Excerpted records Start Marker
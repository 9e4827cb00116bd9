use anyhow::{bail, Context, Result};
use statclean::{
    clean::{cpih, journeys},
    config::Config,
    export,
};
use std::fs;
use tracing::info;
use tracing_subscriber::{fmt, EnvFilter};

fn main() -> Result<()> {
    // ─── 1) init logging ─────────────────────────────────────────────
    let env = EnvFilter::try_from_default_env().unwrap_or_else(|_| EnvFilter::new("info"));
    fmt::Subscriber::builder().with_env_filter(env).init();
    info!("startup");

    // ─── 2) load configuration + validate inputs ─────────────────────
    let config = Config::load()?;
    let cpih_path = config.cpih_path();
    let journeys_path = config.journeys_path();
    for path in [&cpih_path, &journeys_path] {
        if !path.exists() {
            bail!("input workbook {} does not exist", path.display());
        }
    }
    fs::create_dir_all(&config.interim_data_dir)
        .with_context(|| format!("creating {}", config.interim_data_dir.display()))?;

    // ─── 3) clean the cost-of-living index ───────────────────────────
    info!("cleaning cost-of-living index from {}", cpih_path.display());
    let cpih_series = cpih::clean(&cpih_path, &config)
        .with_context(|| format!("cleaning {}", cpih_path.display()))?;

    // ─── 4) clean the passenger journeys table ───────────────────────
    info!(
        "cleaning passenger journeys from {}",
        journeys_path.display()
    );
    let journeys_series = journeys::clean(&journeys_path, &config)
        .with_context(|| format!("cleaning {}", journeys_path.display()))?;

    // ─── 5) write outputs ────────────────────────────────────────────
    let cpih_out = config.interim_data_dir.join("cpih_clean.csv");
    export::write_csv(&cpih_series, &cpih_out)?;
    info!("wrote {}", cpih_out.display());

    let journeys_out = config
        .interim_data_dir
        .join("passenger_journeys_clean.csv");
    export::write_csv(&journeys_series, &journeys_out)?;
    info!("wrote {}", journeys_out.display());

    info!("all done");
    Ok(())
}
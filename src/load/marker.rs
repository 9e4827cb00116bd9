//! Locating an embedded sub-table by its marker row.

use tracing::debug;

use super::sheet::Cell;
use crate::error::{CleanError, Result};

/// The sub-table's data begins this many rows after its marker row: the row
/// in between carries the column headings, by convention of the source
/// format. A fixed contract constant, never inferred from the sheet.
pub const DATA_ROW_OFFSET: usize = 2;

/// Scan every cell of every row (row-major, first match wins) and return the
/// zero-based index of the first row containing `marker`.
pub fn find_marker_row(rows: &[Vec<Cell>], marker: &str) -> Result<usize> {
    for (idx, row) in rows.iter().enumerate() {
        let hit = row
            .iter()
            .any(|cell| cell.as_text().is_some_and(|t| t.contains(marker)));
        if hit {
            debug!(marker, row = idx, "located sub-table marker");
            return Ok(idx);
        }
    }
    Err(CleanError::MarkerNotFound {
        marker: marker.to_string(),
    })
}

#[cfg(test)]
mod tests {
    use super::*;

    fn text(s: &str) -> Cell {
        Cell::Text(s.to_string())
    }

    #[test]
    fn first_matching_row_wins() {
        let rows = vec![
            vec![Cell::Empty, text("Table 1222a: by operator")],
            vec![text("notes")],
            vec![Cell::Empty, Cell::Empty, text("Table 1222b: by ticket type")],
            vec![text("Table 1222b repeated")],
        ];
        assert_eq!(find_marker_row(&rows, "Table 1222b").unwrap(), 2);
    }

    #[test]
    fn data_offset_skips_the_heading_row() {
        let mut rows = vec![vec![Cell::Empty]; 40];
        rows.push(vec![text("Table 1222b")]);
        rows.push(vec![text("Date"), text("Season")]);
        rows.push(vec![text("Apr to Jun 2023"), Cell::Number(1.0)]);
        let marker = find_marker_row(&rows, "Table 1222b").unwrap();
        assert_eq!(marker, 40);
        assert_eq!(rows[marker + DATA_ROW_OFFSET][0], text("Apr to Jun 2023"));
    }

    #[test]
    fn absent_marker_is_fatal() {
        let rows = vec![vec![text("Table 1222a")], vec![Cell::Number(3.0)]];
        let err = find_marker_row(&rows, "Table 1222b").unwrap_err();
        match err {
            CleanError::MarkerNotFound { marker } => assert_eq!(marker, "Table 1222b"),
            other => panic!("expected MarkerNotFound, got {other:?}"),
        }
    }
}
Excerpted records End Marker
## Work item:
Please give an exact restatement of only the lines from the beginning of the material above to the line with "fs::create_dir_all(&config.interim_data_dir)", inclusive.

## Exercise solution:
repository 9e4827cb00116bd9
use anyhow::{bail, Context, Result};
use statclean::{
    clean::{cpih, journeys},
    config::Config,
    export,
};
use std::fs;
use tracing::info;
use tracing_subscriber::{fmt, EnvFilter};

fn main() -> Result<()> {
    // ─── 1) init logging ─────────────────────────────────────────────
    let env = EnvFilter::try_from_default_env().unwrap_or_else(|_| EnvFilter::new("info"));
    fmt::Subscriber::builder().with_env_filter(env).init();
    info!("startup");

    // ─── 2) load configuration + validate inputs ─────────────────────
    let config = Config::load()?;
    let cpih_path = config.cpih_path();
    let journeys_path = config.journeys_path();
    for path in [&cpih_path, &journeys_path] {
        if !path.exists() {
            bail!("input workbook {} does not exist", path.display());
        }
    }
    fs::create_dir_all(&config.interim_data_dir)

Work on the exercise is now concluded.